#### Problem statement:
Look through the data below for the string "CorsLayer", and copy every line where it turns up.

#### Provided data:

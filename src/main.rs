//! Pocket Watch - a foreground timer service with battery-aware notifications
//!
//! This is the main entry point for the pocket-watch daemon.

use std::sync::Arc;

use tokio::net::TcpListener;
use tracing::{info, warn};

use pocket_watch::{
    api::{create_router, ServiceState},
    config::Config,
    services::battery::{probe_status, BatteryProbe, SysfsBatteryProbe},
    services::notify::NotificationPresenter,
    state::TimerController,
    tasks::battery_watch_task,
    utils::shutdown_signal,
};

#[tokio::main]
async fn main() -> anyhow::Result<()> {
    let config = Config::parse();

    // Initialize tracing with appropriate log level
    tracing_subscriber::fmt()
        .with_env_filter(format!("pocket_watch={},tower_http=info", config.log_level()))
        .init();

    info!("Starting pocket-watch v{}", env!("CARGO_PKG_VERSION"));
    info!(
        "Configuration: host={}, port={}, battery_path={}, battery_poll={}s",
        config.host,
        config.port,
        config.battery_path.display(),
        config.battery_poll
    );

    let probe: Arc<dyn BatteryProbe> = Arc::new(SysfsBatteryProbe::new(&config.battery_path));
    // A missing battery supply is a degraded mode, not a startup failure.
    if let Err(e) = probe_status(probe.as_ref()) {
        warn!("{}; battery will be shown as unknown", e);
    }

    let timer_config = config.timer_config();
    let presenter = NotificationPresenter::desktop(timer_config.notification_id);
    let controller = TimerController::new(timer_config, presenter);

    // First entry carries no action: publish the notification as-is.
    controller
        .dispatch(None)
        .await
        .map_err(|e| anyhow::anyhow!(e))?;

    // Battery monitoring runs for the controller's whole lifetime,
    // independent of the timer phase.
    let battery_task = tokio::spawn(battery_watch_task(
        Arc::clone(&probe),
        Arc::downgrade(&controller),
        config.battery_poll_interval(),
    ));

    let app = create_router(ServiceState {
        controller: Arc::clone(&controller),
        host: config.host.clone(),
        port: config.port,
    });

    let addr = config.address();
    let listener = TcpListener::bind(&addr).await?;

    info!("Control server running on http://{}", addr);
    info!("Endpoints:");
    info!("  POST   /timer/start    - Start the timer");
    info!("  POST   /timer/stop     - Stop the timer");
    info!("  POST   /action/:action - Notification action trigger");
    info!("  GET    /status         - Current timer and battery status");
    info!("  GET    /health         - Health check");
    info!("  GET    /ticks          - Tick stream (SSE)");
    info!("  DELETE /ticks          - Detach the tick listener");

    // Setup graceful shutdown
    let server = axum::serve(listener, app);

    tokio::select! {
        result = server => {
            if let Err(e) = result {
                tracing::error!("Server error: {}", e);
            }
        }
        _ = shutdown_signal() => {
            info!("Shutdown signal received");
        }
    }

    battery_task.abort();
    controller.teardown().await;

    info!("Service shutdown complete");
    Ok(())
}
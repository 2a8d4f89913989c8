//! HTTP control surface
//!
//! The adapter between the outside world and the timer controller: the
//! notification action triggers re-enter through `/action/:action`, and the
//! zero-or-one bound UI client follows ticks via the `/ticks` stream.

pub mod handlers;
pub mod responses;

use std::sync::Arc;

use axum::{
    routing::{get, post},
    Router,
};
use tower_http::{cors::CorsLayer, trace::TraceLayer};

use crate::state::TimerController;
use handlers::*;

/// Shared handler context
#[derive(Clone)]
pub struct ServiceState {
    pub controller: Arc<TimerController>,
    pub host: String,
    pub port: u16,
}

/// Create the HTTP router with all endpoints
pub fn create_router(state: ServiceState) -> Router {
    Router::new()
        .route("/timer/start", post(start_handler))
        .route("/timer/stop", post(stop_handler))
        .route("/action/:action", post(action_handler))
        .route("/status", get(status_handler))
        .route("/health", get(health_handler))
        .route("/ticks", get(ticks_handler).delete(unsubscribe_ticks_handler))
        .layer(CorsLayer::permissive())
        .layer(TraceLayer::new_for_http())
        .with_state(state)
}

#### Finished task:
use tower_http::{cors::CorsLayer, trace::TraceLayer};
        .layer(CorsLayer::permissive())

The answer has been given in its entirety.